Ads and Social Media
Well, the 49ers almost made it. Ugh, so close. I could hardly sit still watching the 4th quarter. However, it’s fair to say the first half of the game was rather dull. Luckily, I was preoccupied playing “ad bingo” until things picked up.
This week is going to have a little less structure and a little more free-form talk. We just want to pull out some things we noticed this year with the Super Bowl ads. There were some funny ads, some grandeur, and others just icky (yes, Go Daddy). Also, Dodge’s “God Made a Farmer” ad had us Midwesterners all up in a nostalgic tizzy.

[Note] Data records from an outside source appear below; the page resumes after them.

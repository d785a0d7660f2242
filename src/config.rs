use crate::outliers::Window;
use crate::table::parse_timestamp;
use anyhow::{Context, Result, bail};
use serde::Deserialize;
use std::{fmt::Debug, fs, ops::RangeBounds, path::Path};

/// Analysis configuration.
///
/// Loaded from a TOML file and validated before use.
/// See [`Config::from_file`] for loading.
#[derive(Debug, PartialEq, Clone, Default, Deserialize)]
#[serde(deny_unknown_fields)]
pub struct Config {
    /// Weekday aggregation settings.
    pub weekday: Option<WeekdayConfig>,

    /// Outlier detection settings.
    pub outliers: Option<OutliersConfig>,

    /// Chart output settings.
    #[serde(default)]
    pub chart: ChartConfig,
}

#[derive(Debug, PartialEq, Clone, Deserialize)]
#[serde(deny_unknown_fields)]
pub struct WeekdayConfig {
    /// CSV file with the consumption readings.
    pub readings: String,

    #[serde(default = "default_timestamp_column")]
    pub timestamp_column: String,
    #[serde(default = "default_value_column")]
    pub value_column: String,

    /// Bar chart title.
    #[serde(default = "default_title")]
    pub title: String,
}

#[derive(Debug, PartialEq, Clone, Deserialize)]
#[serde(deny_unknown_fields)]
pub struct OutliersConfig {
    /// CSV file with the forecast and its prediction interval.
    pub forecast: String,
    /// CSV file with the observed series.
    pub observed: String,

    #[serde(default = "default_forecast_timestamp_column")]
    pub timestamp_column: String,
    #[serde(default = "default_estimate_column")]
    pub estimate_column: String,
    #[serde(default = "default_lower_column")]
    pub lower_column: String,
    #[serde(default = "default_upper_column")]
    pub upper_column: String,
    #[serde(default = "default_observed_column")]
    pub observed_column: String,

    /// Start of the display window (inclusive).
    pub window_start: Option<String>,
    /// End of the display window (inclusive).
    pub window_end: Option<String>,

    /// Number of rows printed in the preview table.
    #[serde(default = "default_preview_rows")]
    pub preview_rows: usize,
}

#[derive(Debug, PartialEq, Clone, Deserialize)]
#[serde(deny_unknown_fields)]
pub struct ChartConfig {
    #[serde(default = "default_width")]
    pub width: u32,
    #[serde(default = "default_height")]
    pub height: u32,
}

impl Default for ChartConfig {
    fn default() -> Self {
        Self {
            width: default_width(),
            height: default_height(),
        }
    }
}

fn default_timestamp_column() -> String {
    "timestamp".into()
}

fn default_value_column() -> String {
    "consumption".into()
}

fn default_title() -> String {
    "total consumption per day of the week".into()
}

fn default_forecast_timestamp_column() -> String {
    "ds".into()
}

fn default_estimate_column() -> String {
    "yhat".into()
}

fn default_lower_column() -> String {
    "yhat_lower".into()
}

fn default_upper_column() -> String {
    "yhat_upper".into()
}

fn default_observed_column() -> String {
    "y".into()
}

fn default_preview_rows() -> usize {
    5
}

fn default_width() -> u32 {
    1800
}

fn default_height() -> u32 {
    800
}

impl Config {
    /// Load a [`Config`] from a file.
    ///
    /// The file must be TOML-encoded. Performs validation on all
    /// parameters before returning.
    ///
    /// # Errors
    /// Returns an error if the file cannot be read, deserialized,
    /// or if the configuration values are invalid.
    pub fn from_file<P: AsRef<Path>>(file: P) -> Result<Self> {
        let file = file.as_ref();
        let contents = fs::read_to_string(file).with_context(|| format!("failed to read {file:?}"))?;

        Self::parse(&contents)
    }

    /// Parse and validate a [`Config`] from a TOML string.
    pub fn parse(contents: &str) -> Result<Self> {
        let config: Config = toml::from_str(contents).context("failed to deserialize config")?;

        config.validate().context("failed to validate config")?;

        Ok(config)
    }

    fn validate(&self) -> Result<()> {
        if let Some(weekday) = &self.weekday {
            weekday.validate().context("invalid weekday section")?;
        }
        if let Some(outliers) = &self.outliers {
            outliers.validate().context("invalid outliers section")?;
        }

        check_num(self.chart.width, 100..=10_000).context("invalid chart width")?;
        check_num(self.chart.height, 100..=10_000).context("invalid chart height")?;

        Ok(())
    }
}

impl WeekdayConfig {
    fn validate(&self) -> Result<()> {
        check_name(&self.readings).context("invalid readings file")?;
        check_name(&self.timestamp_column).context("invalid timestamp column")?;
        check_name(&self.value_column).context("invalid value column")?;
        Ok(())
    }
}

impl OutliersConfig {
    fn validate(&self) -> Result<()> {
        check_name(&self.forecast).context("invalid forecast file")?;
        check_name(&self.observed).context("invalid observed file")?;

        check_name(&self.timestamp_column).context("invalid timestamp column")?;
        check_name(&self.estimate_column).context("invalid estimate column")?;
        check_name(&self.lower_column).context("invalid lower bound column")?;
        check_name(&self.upper_column).context("invalid upper bound column")?;
        check_name(&self.observed_column).context("invalid observed column")?;

        let window = self.window()?;
        if let (Some(start), Some(end)) = (window.start, window.end)
            && start >= end
        {
            bail!("window start {start} must be before window end {end}");
        }

        check_num(self.preview_rows, 0..=1000).context("invalid number of preview rows")?;

        Ok(())
    }

    /// Parsed display window.
    pub fn window(&self) -> Result<Window> {
        let start = self
            .window_start
            .as_deref()
            .map(parse_timestamp)
            .transpose()
            .context("invalid window start")?;
        let end = self
            .window_end
            .as_deref()
            .map(parse_timestamp)
            .transpose()
            .context("invalid window end")?;
        Ok(Window { start, end })
    }
}

fn check_num<T, R>(num: T, range: R) -> Result<()>
where
    T: PartialOrd + Debug,
    R: RangeBounds<T> + Debug,
{
    if !range.contains(&num) {
        bail!("number must be in the range {range:?}, but is {num:?}");
    }
    Ok(())
}

fn check_name(name: &str) -> Result<()> {
    if name.trim().is_empty() {
        bail!("name must not be empty");
    }
    Ok(())
}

But what separated this year’s Super Bowl ads from the past? The emphasis on social media, the interaction between consumers and the companies, the attempt to connect – that’s what was different.
Twitter was King
According to Marketing Land, there were 52 national TV commercials during the Super Bowl. Of those 52 ads, 26 mentioned Twitter – that’s 50 percent! Facebook only got 4 mentions, and Google+ was left in the dust with none. But isn’t G+ reportedly the No. 2 social network in the world? Hm, interesting.
Let’s take a look into Twitter then, since it was the hot topic.
Hashtags
While 26 ads featured Twitter, did their hashtags actually work? Did Subway’s clunky hashtag “#15yrwinningstreak” find its way into onto our home feeds?

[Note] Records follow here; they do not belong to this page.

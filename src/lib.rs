//! docvault: client records with six fixed document slots, file uploads into a
//! per-client directory tree, and checkout/checkin tracking, served over HTTP.
//!
//! Layering, leaf first: `file_store` and `record_store` persist bytes and records,
//! `service` composes them per request, `server` maps HTTP routes onto `service`.

pub mod client;
pub mod config;
pub mod error;
pub mod file_store;
pub mod model;
pub mod record_store;
pub mod server;
pub mod service;
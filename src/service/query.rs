use crate::error::AppResult;
use crate::model::ClientRecord;
use crate::record_store::RecordStore;

/// List records, filtered by a case-insensitive substring of name or idNumber.
/// An empty search is the same as no search.
pub async fn list_clients(records: &dyn RecordStore, search: Option<&str>) -> AppResult<Vec<ClientRecord>> {
    let search = search.filter(|s| !s.is_empty());
    records.list(search).await
}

^^Those are pretty good numbers for Doritos and CK, and as Sysomos mentions, the two ads that used their own name as a hashtag had better results.
If we look at those numbers on their own, thousands of tweets for Doritos looks great, but if you consider the millions of tweets in America every day, that’s actually a pretty small number. While many tweets were about the Super Bowl or the advertisements, few people actually used the designated hashtags.
That doesn’t mean people did tweet about the Super Bowl ads. Taco Bell received 215,000 tweets after their funny “Viva Young” commercial – and they didn’t use a hashtag.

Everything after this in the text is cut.